I met up with Marsha my friend from Sucre film nights and along with her 3 friends from her volunteer work in Pisco plus Adam and Kara we ate our way round a few restaurants, went to look at some very impressive Incan stone work and generally enjoyed ourselves at a very relaxed pace. I also managed to sell off a lot of excess baggage to one of the thousands of tour operators in the city and so feeling much lighter all round set off for Machu Picchu the cheap way which involved taking a spectacular bus ride up and down steep mountain valleys to Santa Maria from the Quillabamba bus station (leaving at 8am, 15 soles). Then hopping in a combi/collectivo to Santa Teresa (8-10 soles) where I met a Spanish girl going the same way called Sandrine. We both wanted to get straight to Aguas Callientes and so instead of staying the night at S.T. and then catching the train to A.G. the next morning (we had already missed the last one at 3pm) we negotiated a taxi to the Hydroelectric station for another 10 soles each and then walked the train tracks as fast as we could for 2 hours to get there. In total costing about US$12 instead of the $46 for the direct backpacker train.
The walk was actually quite beautiful along a lush green gorge next to a river, the only problem being that we had to keep our eyes focused on our feet most of the time in order not to twist an ankle on the tracks. We arrived in Aguas Calientes just as dark was falling having not stopped for more than a few minutes since leaving Cusco for the odd photo. We both had a weird feeling that we were suddenly in a Swiss ski resort as we entered the village with its row of chalet type hotels lining a gently sloping street. Sandrine had been very impressed with my ruthless bargaining for the taxi and so just for a laugh we decided to see if it would work again at one of the posh hotels but the starting price was far too high as a starting point so we decided to go for a beer instead while we took it all in then worry about a hostel later.
A drink turned into dinner where we were accosted by two young guys who we had been in fits of laughter at when we spotted them doing the traditional British thing of speaking very slow and loudly to some poor guy who obviously didn’t understand their request for ‘D-I-N-N-E-R’.
Turns out they had been walking the Inca trail but had been drinking since 10am that morning when they had copped out of the last bit and got the train along the same route we had just walked.

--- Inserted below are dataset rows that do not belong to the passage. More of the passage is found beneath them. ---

use std::sync::Arc;

use crate::errors::CertificateError;
use crate::models::*;
use crate::repository::TaskRepository;

const DEFAULT_HISTORY_LIMIT: u64 = 10;

pub struct TaskService {
    tasks: Arc<dyn TaskRepository>,
}

impl TaskService {
    pub fn new(tasks: Arc<dyn TaskRepository>) -> Self {
        Self { tasks }
    }

    pub async fn get_task(&self, id: i32) -> Result<RenewTask, CertificateError> {
        self.tasks
            .get(id)
            .await?
            .ok_or_else(|| CertificateError::NotFound(format!("task {}", id)))
    }

    pub async fn list_tasks(&self, filter: &TaskFilter) -> Result<Page<RenewTask>, CertificateError> {
        Ok(self.tasks.list(filter).await?)
    }

    /// Newest first, ten unless `limit` says otherwise
    pub async fn list_tasks_by_certificate(
        &self,
        certificate_id: i32,
        limit: Option<u64>,
    ) -> Result<Vec<RenewTask>, CertificateError> {
        Ok(self
            .tasks
            .list_by_certificate(certificate_id, limit.unwrap_or(DEFAULT_HISTORY_LIMIT))
            .await?)
    }

    pub async fn latest_task(
        &self,
        certificate_id: i32,
        task_type: Option<TaskType>,
    ) -> Result<Option<RenewTask>, CertificateError> {
        Ok(self.tasks.latest(certificate_id, task_type).await?)
    }
}
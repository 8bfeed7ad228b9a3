use async_trait::async_trait;
use certpilot_core::DBDateTime;
use sea_orm::entity::prelude::*;
use sea_orm::{ActiveValue::Set, ConnectionTrait, DbErr};
use serde::{Deserialize, Serialize};

#[derive(Clone, Debug, PartialEq, DeriveEntityModel, Eq, Serialize, Deserialize)]
#[sea_orm(table_name = "deploy_configs")]
pub struct Model {
    #[sea_orm(primary_key)]
    pub id: i32,
    pub certificate_id: i32,
    pub name: String,
    /// ssh_web_server or cluster_secret
    pub deploy_type: String,
    /// Target settings, shape depends on `deploy_type`
    pub target_config: Json,
    pub auto_deploy: bool,
    pub enabled: bool,
    pub last_deploy_ok: Option<bool>,
    pub last_deploy_at: Option<DBDateTime>,
    pub last_error: Option<String>,
    pub created_at: DBDateTime,
    pub updated_at: DBDateTime,
}

#[derive(Copy, Clone, Debug, EnumIter, DeriveRelation)]
pub enum Relation {
    #[sea_orm(
        belongs_to = "super::certificates::Entity",
        from = "Column::CertificateId",
        to = "super::certificates::Column::Id"
    )]
    Certificate,
}

impl Related<super::certificates::Entity> for Entity {
    fn to() -> RelationDef {
        Relation::Certificate.def()
    }
}

#[async_trait]
impl ActiveModelBehavior for ActiveModel {
    async fn before_save<C>(mut self, _db: &C, insert: bool) -> Result<Self, DbErr>
    where
        C: ConnectionTrait,
    {
        let now = chrono::Utc::now();

        if insert {
            if self.created_at.is_not_set() {
                self.created_at = Set(now);
            }
            if self.updated_at.is_not_set() {
                self.updated_at = Set(now);
            }
        } else {
            self.updated_at = Set(now);
        }

        Ok(self)
    }
}
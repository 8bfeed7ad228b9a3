//! Certificates entity
//!
//! One row per managed certificate. ACME rows reference a DNS provider,
//! cloud rows reference an inventory cloud account and carry the vendor's
//! order id. The private key column holds ciphertext only.

use async_trait::async_trait;
use certpilot_core::DBDateTime;
use sea_orm::entity::prelude::*;
use sea_orm::{ActiveValue::Set, ConnectionTrait, DbErr};
use serde::{Deserialize, Serialize};

#[derive(Clone, Debug, PartialEq, DeriveEntityModel, Eq, Serialize, Deserialize)]
#[sea_orm(table_name = "certificates")]
pub struct Model {
    #[sea_orm(primary_key)]
    pub id: i32,
    pub name: String,
    /// Primary domain, may be a wildcard (`*.example.com`)
    pub domain: String,
    /// JSON array of additional names, in order
    pub san_domains: Json,
    /// acme, cloud or manual
    pub source_type: String,
    pub ca_provider: String,
    pub key_algorithm: String,
    pub dns_provider_id: Option<i32>,
    pub acme_email: Option<String>,
    pub cloud_account_id: Option<i32>,
    pub cloud_cert_id: Option<String>,
    /// pending, active, expiring, expired or error
    pub status: String,
    pub auto_renew: bool,
    pub renew_days_before: i32,
    pub certificate_pem: Option<String>,
    /// Encrypted PEM
    pub private_key_pem: Option<String>,
    pub chain_pem: Option<String>,
    pub not_before: Option<DBDateTime>,
    pub not_after: Option<DBDateTime>,
    pub fingerprint: Option<String>,
    pub issuer: Option<String>,
    pub subject: Option<String>,
    pub last_error: Option<String>,
    pub last_renew_at: Option<DBDateTime>,
    pub created_at: DBDateTime,
    pub updated_at: DBDateTime,
}

#[derive(Copy, Clone, Debug, EnumIter, DeriveRelation)]
pub enum Relation {
    #[sea_orm(has_many = "super::renew_tasks::Entity")]
    RenewTasks,
    #[sea_orm(has_many = "super::deploy_configs::Entity")]
    DeployConfigs,
    #[sea_orm(
        belongs_to = "super::dns_providers::Entity",
        from = "Column::DnsProviderId",
        to = "super::dns_providers::Column::Id"
    )]
    DnsProvider,
}

impl Related<super::renew_tasks::Entity> for Entity {
    fn to() -> RelationDef {
        Relation::RenewTasks.def()
    }
}

impl Related<super::deploy_configs::Entity> for Entity {
    fn to() -> RelationDef {
        Relation::DeployConfigs.def()
    }
}

impl Related<super::dns_providers::Entity> for Entity {
    fn to() -> RelationDef {
        Relation::DnsProvider.def()
    }
}

#[async_trait]
impl ActiveModelBehavior for ActiveModel {
    async fn before_save<C>(mut self, _db: &C, insert: bool) -> Result<Self, DbErr>
    where
        C: ConnectionTrait,
    {
        let now = chrono::Utc::now();

        if insert {
            if self.created_at.is_not_set() {
                self.created_at = Set(now);
            }
            if self.updated_at.is_not_set() {
                self.updated_at = Set(now);
            }
        } else {
            self.updated_at = Set(now);
        }

        Ok(self)
    }
}
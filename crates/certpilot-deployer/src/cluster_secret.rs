//! Kubernetes TLS secret target

use async_trait::async_trait;
use serde::{Deserialize, Serialize};
use serde_json::Value;
use std::collections::BTreeMap;
use std::sync::Arc;
use tracing::{info, warn};

use crate::errors::DeployError;
use crate::kube_client::ClusterClient;
use crate::target::{CertificateMaterial, DeployTarget, DeployType};

pub const MANAGED_BY_LABEL: &str = "app.kubernetes.io/managed-by";
pub const TYPE_LABEL: &str = "certpilot.io/type";

/// Resolves cluster ids to API clients
#[async_trait]
pub trait ClusterDirectory: Send + Sync {
    async fn client(&self, cluster_id: i32) -> Result<Arc<dyn ClusterClient>, DeployError>;
}

fn default_cert_key() -> String {
    "tls.crt".to_string()
}

fn default_key_key() -> String {
    "tls.key".to_string()
}

#[derive(Debug, Clone, Serialize, Deserialize)]
pub struct ClusterSecretConfig {
    pub cluster_id: i32,
    pub namespace: String,
    pub secret_name: String,
    #[serde(default = "default_cert_key")]
    pub cert_key: String,
    #[serde(default = "default_key_key")]
    pub key_key: String,
    /// Merged over the default labels
    #[serde(default)]
    pub labels: BTreeMap<String, String>,
    #[serde(default)]
    pub trigger_rollout: bool,
    #[serde(default)]
    pub deployments: Vec<String>,
}

impl ClusterSecretConfig {
    pub fn parse(config: &Value) -> Result<Self, DeployError> {
        let mut parsed: Self = serde_json::from_value(config.clone())
            .map_err(|e| DeployError::InvalidConfig(format!("cluster_secret: {}", e)))?;

        if parsed.namespace.trim().is_empty() || parsed.secret_name.trim().is_empty() {
            return Err(DeployError::InvalidConfig(
                "namespace and secret_name are required".to_string(),
            ));
        }
        if parsed.cert_key.is_empty() {
            parsed.cert_key = default_cert_key();
        }
        if parsed.key_key.is_empty() {
            parsed.key_key = default_key_key();
        }
        Ok(parsed)
    }

    fn labels(&self) -> BTreeMap<String, String> {
        let mut labels = BTreeMap::from([
            (MANAGED_BY_LABEL.to_string(), "certpilot".to_string()),
            (TYPE_LABEL.to_string(), "tls".to_string()),
        ]);
        labels.extend(self.labels.clone());
        labels
    }
}

/// Secret payload; the chain follows the leaf in the certificate entry
fn secret_data(
    material: &CertificateMaterial,
    config: &ClusterSecretConfig,
) -> BTreeMap<String, Vec<u8>> {
    let certificate = match material.chain() {
        // issued bundles already carry their intermediates
        Some(chain) if material.certificate_pem.contains(chain.trim()) => {
            material.certificate_pem.clone()
        }
        Some(chain) => format!("{}\n{}", material.certificate_pem, chain),
        None => material.certificate_pem.clone(),
    };
    BTreeMap::from([
        (config.cert_key.clone(), certificate.into_bytes()),
        (
            config.key_key.clone(),
            material.private_key_pem.clone().into_bytes(),
        ),
    ])
}

pub struct ClusterSecretTarget {
    clusters: Arc<dyn ClusterDirectory>,
}

impl ClusterSecretTarget {
    pub fn new(clusters: Arc<dyn ClusterDirectory>) -> Self {
        Self { clusters }
    }
}

#[async_trait]
impl DeployTarget for ClusterSecretTarget {
    fn deploy_type(&self) -> DeployType {
        DeployType::ClusterSecret
    }

    async fn deploy(
        &self,
        material: &CertificateMaterial,
        config: &Value,
    ) -> Result<(), DeployError> {
        let config = ClusterSecretConfig::parse(config)?;
        let client = self.clusters.client(config.cluster_id).await?;

        client
            .apply_tls_secret(
                &config.namespace,
                &config.secret_name,
                secret_data(material, &config),
                config.labels(),
            )
            .await?;
        info!(
            "Deployed certificate to secret {}/{} on cluster {}",
            config.namespace, config.secret_name, config.cluster_id
        );

        if config.trigger_rollout {
            for deployment in &config.deployments {
                if let Err(e) = client
                    .restart_deployment(&config.namespace, deployment)
                    .await
                {
                    warn!(
                        "Rollout of deployment {}/{} failed: {}",
                        config.namespace, deployment, e
                    );
                }
            }
        }
        Ok(())
    }

    async fn test(&self, config: &Value) -> Result<(), DeployError> {
        let config = ClusterSecretConfig::parse(config)?;
        let client = self.clusters.client(config.cluster_id).await?;
        // A missing secret still proves the namespace is reachable
        client
            .get_secret(&config.namespace, &config.secret_name)
            .await?;
        Ok(())
    }
}

#[cfg(test)]
mod tests {
    use super::*;
    use crate::kube_client::MockClusterClient;
    use mockall::predicate::eq;
    use serde_json::json;

    struct SingleCluster(Arc<dyn ClusterClient>);

    #[async_trait]
    impl ClusterDirectory for SingleCluster {
        async fn client(&self, cluster_id: i32) -> Result<Arc<dyn ClusterClient>, DeployError> {
            if cluster_id == 1 {
                Ok(self.0.clone())
            } else {
                Err(DeployError::ClusterNotFound(cluster_id))
            }
        }
    }

    fn target(mock: MockClusterClient) -> ClusterSecretTarget {
        ClusterSecretTarget::new(Arc::new(SingleCluster(Arc::new(mock))))
    }

    fn material() -> CertificateMaterial {
        CertificateMaterial {
            certificate_pem: "LEAF".to_string(),
            private_key_pem: "KEY".to_string(),
            chain_pem: Some("INTERMEDIATE".to_string()),
        }
    }

    #[test]
    fn test_config_defaults() {
        let config = ClusterSecretConfig::parse(&json!({
            "cluster_id": 1,
            "namespace": "web",
            "secret_name": "site-tls",
            "cert_key": "",
        }))
        .unwrap();
        assert_eq!(config.cert_key, "tls.crt");
        assert_eq!(config.key_key, "tls.key");
        assert!(!config.trigger_rollout);
    }

    #[test]
    fn test_secret_data_does_not_repeat_bundled_chain() {
        let config = ClusterSecretConfig::parse(&json!({
            "cluster_id": 1,
            "namespace": "web",
            "secret_name": "site-tls",
        }))
        .unwrap();
        let bundled = CertificateMaterial {
            certificate_pem: "LEAF\nINTERMEDIATE\n".to_string(),
            private_key_pem: "KEY".to_string(),
            chain_pem: Some("INTERMEDIATE\n".to_string()),
        };
        let data = secret_data(&bundled, &config);
        assert_eq!(data["tls.crt"], b"LEAF\nINTERMEDIATE\n".to_vec());
    }

    #[tokio::test]
    async fn test_deploy_writes_secret_with_chain_and_labels() {
        let mut mock = MockClusterClient::new();
        mock.expect_apply_tls_secret()
            .withf(|namespace, name, data, labels| {
                namespace == "web"
                    && name == "site-tls"
                    && data.get("cert.pem").map(Vec::as_slice) == Some(b"LEAF\nINTERMEDIATE".as_slice())
                    && data.get("key.pem").map(Vec::as_slice) == Some(b"KEY".as_slice())
                    && labels.get(MANAGED_BY_LABEL).map(String::as_str) == Some("certpilot")
                    && labels.get(TYPE_LABEL).map(String::as_str) == Some("tls")
                    && labels.get("team").map(String::as_str) == Some("edge")
            })
            .times(1)
            .returning(|_, _, _, _| Ok(()));
        mock.expect_restart_deployment().never();

        target(mock)
            .deploy(
                &material(),
                &json!({
                    "cluster_id": 1,
                    "namespace": "web",
                    "secret_name": "site-tls",
                    "cert_key": "cert.pem",
                    "key_key": "key.pem",
                    "labels": {"team": "edge"},
                    "deployments": ["frontend"],
                }),
            )
            .await
            .unwrap();
    }

    #[tokio::test]
    async fn test_rollout_failures_are_only_logged() {
        let mut mock = MockClusterClient::new();
        mock.expect_apply_tls_secret()
            .returning(|_, _, _, _| Ok(()));
        mock.expect_restart_deployment()
            .with(eq("web"), eq("frontend"))
            .times(1)
            .returning(|_, _| {
                Err(DeployError::Cluster {
                    status: 404,
                    message: "deployments.apps \"frontend\" not found".to_string(),
                })
            });
        mock.expect_restart_deployment()
            .with(eq("web"), eq("api"))
            .times(1)
            .returning(|_, _| Ok(()));

        target(mock)
            .deploy(
                &material(),
                &json!({
                    "cluster_id": 1,
                    "namespace": "web",
                    "secret_name": "site-tls",
                    "trigger_rollout": true,
                    "deployments": ["frontend", "api"],
                }),
            )
            .await
            .unwrap();
    }

    #[tokio::test]
    async fn test_secret_failure_fails_deploy() {
        let mut mock = MockClusterClient::new();
        mock.expect_apply_tls_secret().returning(|_, _, _, _| {
            Err(DeployError::Cluster {
                status: 403,
                message: "forbidden".to_string(),
            })
        });

        let err = target(mock)
            .deploy(
                &material(),
                &json!({"cluster_id": 1, "namespace": "web", "secret_name": "s"}),
            )
            .await
            .unwrap_err();
        assert!(matches!(err, DeployError::Cluster { status: 403, .. }));
    }

    #[tokio::test]
    async fn test_probe_accepts_missing_secret() {
        let mut mock = MockClusterClient::new();
        mock.expect_get_secret().returning(|_, _| Ok(None));

        target(mock)
            .test(&json!({"cluster_id": 1, "namespace": "web", "secret_name": "new"}))
            .await
            .unwrap();

        let err = target(MockClusterClient::new())
            .test(&json!({"cluster_id": 5, "namespace": "web", "secret_name": "new"}))
            .await
            .unwrap_err();
        assert!(matches!(err, DeployError::ClusterNotFound(5)));
    }
}
//! Cloud CA issuance
//!
//! Cloud vendors issue certificates asynchronously: an application returns an
//! order id plus a DNS record the operator has to publish, and the material
//! is collected later by polling. [`CloudCaProvider`] models that flow and
//! [`CloudCaDirectory`] resolves configured cloud accounts to providers.

use async_trait::async_trait;
use certpilot_core::{CloudAccountEntry, SecretCodec};
use certpilot_dns::signing::acs3;
use chrono::NaiveDate;
use reqwest::Client;
use serde::de::DeserializeOwned;
use serde::{Deserialize, Serialize};
use std::collections::{BTreeMap, HashMap};
use std::str::FromStr;
use std::sync::Arc;
use tracing::{debug, info, warn};

use crate::errors::CloudCaError;

const CAS_ENDPOINT: &str = "https://cas.aliyuncs.com";
const CAS_VERSION: &str = "2020-04-07";
const DEFAULT_REGION: &str = "cn-hangzhou";
const FREE_PRODUCT_CODE: &str = "digicert-free-1-free";
const DNS_AUTH_LABEL: &str = "_dnsauth";

#[derive(Debug, Clone, Copy, PartialEq, Eq, Hash, Serialize, Deserialize)]
#[serde(rename_all = "lowercase")]
pub enum CloudVendor {
    Aliyun,
}

impl CloudVendor {
    pub fn as_str(&self) -> &'static str {
        match self {
            CloudVendor::Aliyun => "aliyun",
        }
    }
}

impl std::fmt::Display for CloudVendor {
    fn fmt(&self, f: &mut std::fmt::Formatter<'_>) -> std::fmt::Result {
        f.write_str(self.as_str())
    }
}

impl FromStr for CloudVendor {
    type Err = CloudCaError;

    fn from_str(s: &str) -> Result<Self, Self::Err> {
        match s.trim().to_ascii_lowercase().as_str() {
            "aliyun" | "alibaba" => Ok(CloudVendor::Aliyun),
            other => Err(CloudCaError::UnsupportedVendor(other.to_string())),
        }
    }
}

/// Record the operator must publish before the vendor validates the order
#[derive(Debug, Clone, PartialEq, Eq, Serialize, Deserialize)]
pub struct DnsValidationRecord {
    pub name: String,
    pub record_type: String,
    pub value: String,
}

impl std::fmt::Display for DnsValidationRecord {
    fn fmt(&self, f: &mut std::fmt::Formatter<'_>) -> std::fmt::Result {
        write!(f, "{}/{}/{}", self.name, self.record_type, self.value)
    }
}

#[derive(Clone, PartialEq, Eq)]
pub struct CertificateBundle {
    /// Leaf followed by intermediates
    pub certificate_pem: String,
    pub private_key_pem: String,
}

impl std::fmt::Debug for CertificateBundle {
    fn fmt(&self, f: &mut std::fmt::Formatter<'_>) -> std::fmt::Result {
        f.debug_struct("CertificateBundle")
            .field("certificate_pem", &format!("{} bytes", self.certificate_pem.len()))
            .field("private_key_pem", &"<redacted>")
            .finish()
    }
}

#[derive(Debug, Clone, PartialEq, Eq)]
pub enum ApplyStatus {
    PendingValidation(DnsValidationRecord),
    Issued(CertificateBundle),
    Failed(String),
}

#[derive(Debug, Clone, PartialEq, Eq)]
pub struct ApplyResult {
    pub order_id: String,
    /// Present once the vendor has assigned a certificate id
    pub cert_id: Option<String>,
    pub status: ApplyStatus,
}

impl ApplyResult {
    /// Id used for later polling
    pub fn tracking_id(&self) -> &str {
        self.cert_id
            .as_deref()
            .filter(|id| !id.is_empty())
            .unwrap_or(&self.order_id)
    }
}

They were fairly amusing company but we didn’t take them up on their offer to meet them later in another bar (I ended up bumping into them at Machu Picchu after they had partied until 4am then without any sleep climbed straight up to the site). I had already decided to take the easy option all the way and caught the bus up to the site at 6am and arrived just as the last trails of misty cloud were wisping away to reveal one of the most impressive views I have seen. I don’t really know how to describe it to you, its one of those things you have too see, the city is bigger than it seems on that classic photo you will all know, but still seems like an (all be it huge) old English castle and country garden rolled in to one for some reason
It was great to have the place more or less to myself for an hour or so and see it in the early morning light as the clouds drifted away. However I just didn’t know where to start and buzzed around manically for a while taking photos before the crowds arrived whereas I probably should have just sat and stared a while. In fact it was all so overwhelming that I feel like I rushed around all day just trying to cram more of the vista into my brain, in fact I spent 7 hours in total ambling around, climbed up Huayna Picchu for a birds eye view and a bit of exercise, eavesdropped on a few tour guides to get some explanations, stared at the big stones and pressed my hands against them to feel their smoothness and warmth and generally marvelled at it all……...a lot. When I’d been round once I went round again and discovered even more of it hidden away, at one point I took a route marked ‘alternative’ and found myself out on the edge of a sheer terrace with just the towering mountains and Huayna Picchu in front of me and the worlds steepest stairs to climb back up to the main square. I was so lucky to have a gorgeous sunny day (despite heavy thunder clouds that lurked over the next mountain at one point) and I’m glad I took the easy way to get there because I was exhausted just having walked around let alone trekking 4 days to get there, but I’m sure I still missed bits, I just hope I’ll get to go back again one day.
After all the excitement of the day I couldn’t face the palaver involved in getting back through Santa Teresa and was fortunate to find a seat on the train to Cusco that afternoon. So I rejoined Sandrine, looking forward to a good few hours snooze but the train was some kind of highly energized Gringo express and all the white faces and chatter kept me awake!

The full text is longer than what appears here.